I'm currently 35 weeks pregnant and I have a 13 month old. I'm not going to lie, it's physically exhausting at times and I'll be so glad once DC2 is here!

I'm definitely not planning on having anymore now or in the future, so I'm glad they'll both be close in age.

blondeirishmummy84 · 07/02/2019 12:18

Wow @CoffeeAndASliceofCake! Do you have any tips on how you coped when the newborn was here? How did DS1 react when you brought DS2 home?

@myotherbagusgucci yes I am starting to find it physically difficult now lifting my DS1 and feel so bad when I have little energy to interact with him as well as I could be.

CoffeeAndASliceOfCake · 07/02/2019 13:40

@blondeirishmummy84 For the first month or so, DS1 didn't really acknowledge that DS2 was a real person, he had little interest in him, then out of nowhere, he started showering him with love! Constant cuddles and kisses, it's great watching them together now they're that bit older, it's like they have a built in play mate, always laughing and mucking about together - hoping DC3 slots in as easily as DS2 did!

DS2 was an elective section (didn't feel comfortable trying for a VBAC) so my DH took over the night wakings with DS1 when DS2 arrived - a massive, massive help especially in those first few painful weeks and its actually remained that way ever since!
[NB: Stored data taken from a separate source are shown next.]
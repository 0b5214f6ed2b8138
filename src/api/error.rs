//! API Error Taxonomy
//!
//! Every failure mode collapses to one generic user-facing alert per
//! operation; these variants exist for the diagnostic channel and for the
//! auth forms, which surface the server's message.

use std::fmt;

#[derive(Debug, Clone, PartialEq, Eq)]
pub enum ApiError {
    /// Detected locally, before any request is issued.
    PasswordMismatch,
    /// The fetch itself was rejected (offline, DNS, CORS).
    Network(String),
    /// Non-2xx response; message comes from the body when present.
    Server { status: u16, message: String },
    /// 2xx response with an unexpected body shape.
    Decode(String),
}

impl ApiError {
    pub(crate) fn network(err: gloo_net::Error) -> Self {
        ApiError::Network(err.to_string())
    }

    pub(crate) fn decode(err: gloo_net::Error) -> Self {
        ApiError::Decode(err.to_string())
    }

    /// Server-provided message for display, if there is one.
    pub fn server_message(&self) -> Option<&str> {
        match self {
            ApiError::Server { message, .. } if !message.is_empty() => Some(message),
            _ => None,
        }
    }
}

impl fmt::Display for ApiError {
    fn fmt(&self, f: &mut fmt::Formatter<'_>) -> fmt::Result {
        match self {
            ApiError::PasswordMismatch => write!(f, "passwords do not match"),
            ApiError::Network(detail) => write!(f, "network error: {detail}"),
            ApiError::Server { status, message } if message.is_empty() => {
                write!(f, "server returned status {status}")
            }
            ApiError::Server { status, message } => {
                write!(f, "server returned status {status}: {message}")
            }
            ApiError::Decode(detail) => write!(f, "unexpected response shape: {detail}"),
        }
    }
}

#[cfg(test)]
mod tests {
    use super::*;

    #[test]
    fn server_message_only_when_present() {
        let err = ApiError::Server {
            status: 401,
            message: "Invalid credentials".into(),
        };
        assert_eq!(err.server_message(), Some("Invalid credentials"));

        let bare = ApiError::Server {
            status: 500,
            message: String::new(),
        };
        assert_eq!(bare.server_message(), None);
        assert!(ApiError::PasswordMismatch.server_message().is_none());
    }
}
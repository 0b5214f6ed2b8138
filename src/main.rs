//! StudyDash Frontend Entry Point

mod api;
mod app;
mod components;
mod countdown;
mod format;
mod models;
mod section;
mod session;
mod store;
mod summary;

use app::App;
use leptos::prelude::*;

fn main() {
    console_error_panic_hook::set_once();
    mount_to_body(App);
}
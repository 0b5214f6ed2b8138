//! Achievements Section Component
//!
//! Achievement cards sorted newest-first by achieved_on.

use leptos::prelude::*;

use super::{confirm_delete, load_list, run_mutation};
use crate::api::use_api;
use crate::format::{short_date, today_string};
use crate::models::{Achievement, NewAchievement};
use crate::summary::sort_newest_first;

#[component]
pub fn AchievementsSection() -> impl IntoView {
    let api = use_api();

    let (achievements, set_achievements) = signal(Vec::<Achievement>::new());
    let (reload, set_reload) = signal(0u32);

    let (adding, set_adding) = signal(false);
    let (new_title, set_new_title) = signal(String::new());
    let (new_description, set_new_description) = signal(String::new());
    let (new_date, set_new_date) = signal(today_string());

    Effect::new(move |_| {
        let _ = reload.get();
        load_list(api, "/achievements", "achievements", set_achievements);
    });

    let on_add = move |ev: web_sys::SubmitEvent| {
        ev.prevent_default();
        let body = NewAchievement {
            title: new_title.get(),
            description: new_description.get(),
            achieved_on: new_date.get(),
        };
        if body.title.is_empty() {
            return;
        }
        run_mutation(
            api.create("/achievements", body),
            "Failed to add achievement",
            move || {
                set_new_title.set(String::new());
                set_new_description.set(String::new());
                set_new_date.set(today_string());
                set_adding.set(false);
                set_reload.update(|v| *v += 1);
            },
        );
    };

    let on_delete = move |id: u32| {
        if !confirm_delete("achievement") {
            return;
        }
        run_mutation(
            api.remove("/achievements", id),
            "Failed to delete achievement",
            move || set_reload.update(|v| *v += 1),
        );
    };

    let achievement_card = move |achievement: Achievement| {
        let id = achievement.id;
        view! {
            <div class="card achievement-card">
                <div class="row-between">
                    <h5>{achievement.title.clone()}</h5>
                    <span class="badge bg-success">
                        <i class="bi bi-trophy"></i>
                    </span>
                </div>
                <p>{achievement.description.clone()}</p>
                <div class="row-between">
                    <small class="muted">
                        {format!("Achieved on: {}", short_date(&achievement.achieved_on))}
                    </small>
                    <button on:click=move |_| on_delete(id)>"Delete"</button>
                </div>
            </div>
        }
    };

    view! {
        <section class="achievements-section">
            <div class="row-between">
                <h4>"Achievements"</h4>
                <button on:click=move |_| set_adding.update(|v| *v = !*v)>"Add Achievement"</button>
            </div>

            {move || adding.get().then(|| view! {
                <form class="inline-form" on:submit=on_add>
                    <input
                        type="text"
                        placeholder="Title"
                        prop:value=move || new_title.get()
                        on:input=move |ev| set_new_title.set(event_target_value(&ev))
                    />
                    <textarea
                        placeholder="Description"
                        prop:value=move || new_description.get()
                        on:input=move |ev| set_new_description.set(event_target_value(&ev))
                    />
                    <input
                        type="date"
                        prop:value=move || new_date.get()
                        on:input=move |ev| set_new_date.set(event_target_value(&ev))
                    />
                    <button type="submit">"Save Achievement"</button>
                </form>
            })}

            {move || {
                let mut all = achievements.get();
                if all.is_empty() {
                    return view! {
                        <div class="alert alert-info">"No achievements added yet."</div>
                    }
                    .into_any();
                }
                sort_newest_first(&mut all, |a| a.achieved_on.as_str());
                view! {
                    <div class="card-grid">
                        {all.into_iter().map(achievement_card).collect_view()}
                    </div>
                }
                .into_any()
            }}
        </section>
    }
}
We're fans of 'tag teaming' the kids otherwise they can have the tendency to run circles around me come the end of the day! I was so set on a 'routine' when we had our first baby, but with the second, you really have to go with the flow. I found that my days rarely go to plan and I've learned to accept that. Truthfully, if everyone is still alive by bed time, I consider the day to have been a success GrinGrin

Joeybee · 08/02/2019 04:37

Thanks so much for all your wonderful replies, it's made me feel way more optimistic.

In answer to the question, nope can't afford childcare. We've just built a house and used all our savings on that, I've been on unpaid maternity leave, due back in April and basically we were relying on my being back at work to get us back on track financially...now I'll only be back for 5 months max, so won't have built up enough money.
This is just all such bad timing. However I do feel that having 2 babies would be easier than having a newborn and toddler, plus I wanted my children close together, so maybe this is just fate.